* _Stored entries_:

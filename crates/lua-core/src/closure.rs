//! Closure and upvalue types.

use crate::api::NativeFn;
use crate::proto::Proto;
use crate::value::LuaValue;
use std::cell::RefCell;
use std::rc::Rc;

// ── Closures ──────────────────────────────────────────────────────────────────

/// A callable value: either compiled bytecode bound to its upvalues, or a
/// host function. Never both.
pub enum Closure {
    Lua(LuaClosure),
    Native(NativeFunction),
}

impl Closure {
    pub fn as_lua(&self) -> Option<&LuaClosure> {
        match self {
            Closure::Lua(c) => Some(c),
            Closure::Native(_) => None,
        }
    }
}

impl std::fmt::Debug for Closure {
    fn fmt(&self, f: &mut std::fmt::Formatter<'_>) -> std::fmt::Result {
        match self {
            Closure::Lua(c) => write!(
                f,
                "Closure::Lua({}, {} upvalues)",
                c.proto.source,
                c.upvalues.len()
            ),
            Closure::Native(n) => write!(f, "Closure::Native({})", n.name),
        }
    }
}

/// A runtime closure: a `Proto` paired with its captured upvalue cells.
pub struct LuaClosure {
    /// The compiled function body.
    pub proto: Rc<Proto>,
    /// Upvalue cells, one per `proto.upvalues` entry.
    pub upvalues: Vec<Upvalue>,
}

impl LuaClosure {
    pub fn new(proto: Rc<Proto>, upvalues: Vec<Upvalue>) -> Self {
        Self { proto, upvalues }
    }
}

/// A host function registered with the engine.
pub struct NativeFunction {
    /// Name used in diagnostics.
    pub name: String,
    pub func: NativeFn,
}

impl NativeFunction {
    pub fn new(name: impl Into<String>, func: NativeFn) -> Self {
        Self {
            name: name.into(),
            func,
        }
    }
}

// ── Upvalue cells ─────────────────────────────────────────────────────────────

/// Stable handle to a call frame: its depth on the call stack plus the serial
/// number it was created with, so a stale handle can be told apart from a
/// newer frame at the same depth.
#[derive(Debug, Clone, Copy, PartialEq, Eq)]
pub struct FrameId {
    pub depth: usize,
    pub serial: u64,
}

/// A shared, mutable upvalue cell.
///
/// While the captured local is still live (`Open`), the cell names the frame
/// and register holding it. When that frame is popped, or the local's scope
/// ends, the runtime copies the value into the cell (`Closed`).
#[derive(Debug, Clone)]
pub struct Upvalue(pub Rc<RefCell<UpvalueState>>);

impl Upvalue {
    /// Create an open upvalue aliasing register `reg` of `frame`.
    pub fn open(frame: FrameId, reg: usize) -> Self {
        Self(Rc::new(RefCell::new(UpvalueState::Open { frame, reg })))
    }

    /// Create a closed upvalue owning `val`.
    pub fn closed(val: LuaValue) -> Self {
        Self(Rc::new(RefCell::new(UpvalueState::Closed(val))))
    }

    /// Detach from the frame, taking ownership of the register's final value.
    pub fn close(&self, val: LuaValue) {
        *self.0.borrow_mut() = UpvalueState::Closed(val);
    }

    pub fn is_open(&self) -> bool {
        matches!(*self.0.borrow(), UpvalueState::Open { .. })
    }

    pub fn ptr_eq(&self, other: &Upvalue) -> bool {
        Rc::ptr_eq(&self.0, &other.0)
    }
}

/// Interior state of an upvalue cell.
#[derive(Debug, Clone)]
pub enum UpvalueState {
    /// The value lives in register `reg` of a frame still on the call stack.
    Open { frame: FrameId, reg: usize },
    /// The frame exited; the value was migrated here.
    Closed(LuaValue),
}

* _WHAT IS REQUIRED_: What are the lines from the one with "Create an open" through the end of the entries? Give them again exactly, both end lines included.

* _ANSWER TO THE PROBLEM_:
    /// Create an open upvalue aliasing register `reg` of `frame`.
    pub fn open(frame: FrameId, reg: usize) -> Self {
        Self(Rc::new(RefCell::new(UpvalueState::Open { frame, reg })))
    }

    /// Create a closed upvalue owning `val`.
    pub fn closed(val: LuaValue) -> Self {
        Self(Rc::new(RefCell::new(UpvalueState::Closed(val))))
    }

    /// Detach from the frame, taking ownership of the register's final value.
    pub fn close(&self, val: LuaValue) {
        *self.0.borrow_mut() = UpvalueState::Closed(val);
    }

    pub fn is_open(&self) -> bool {
        matches!(*self.0.borrow(), UpvalueState::Open { .. })
    }

    pub fn ptr_eq(&self, other: &Upvalue) -> bool {
        Rc::ptr_eq(&self.0, &other.0)
    }
}

/// Interior state of an upvalue cell.
#[derive(Debug, Clone)]
pub enum UpvalueState {
    /// The value lives in register `reg` of a frame still on the call stack.
    Open { frame: FrameId, reg: usize },
    /// The frame exited; the value was migrated here.
    Closed(LuaValue),
}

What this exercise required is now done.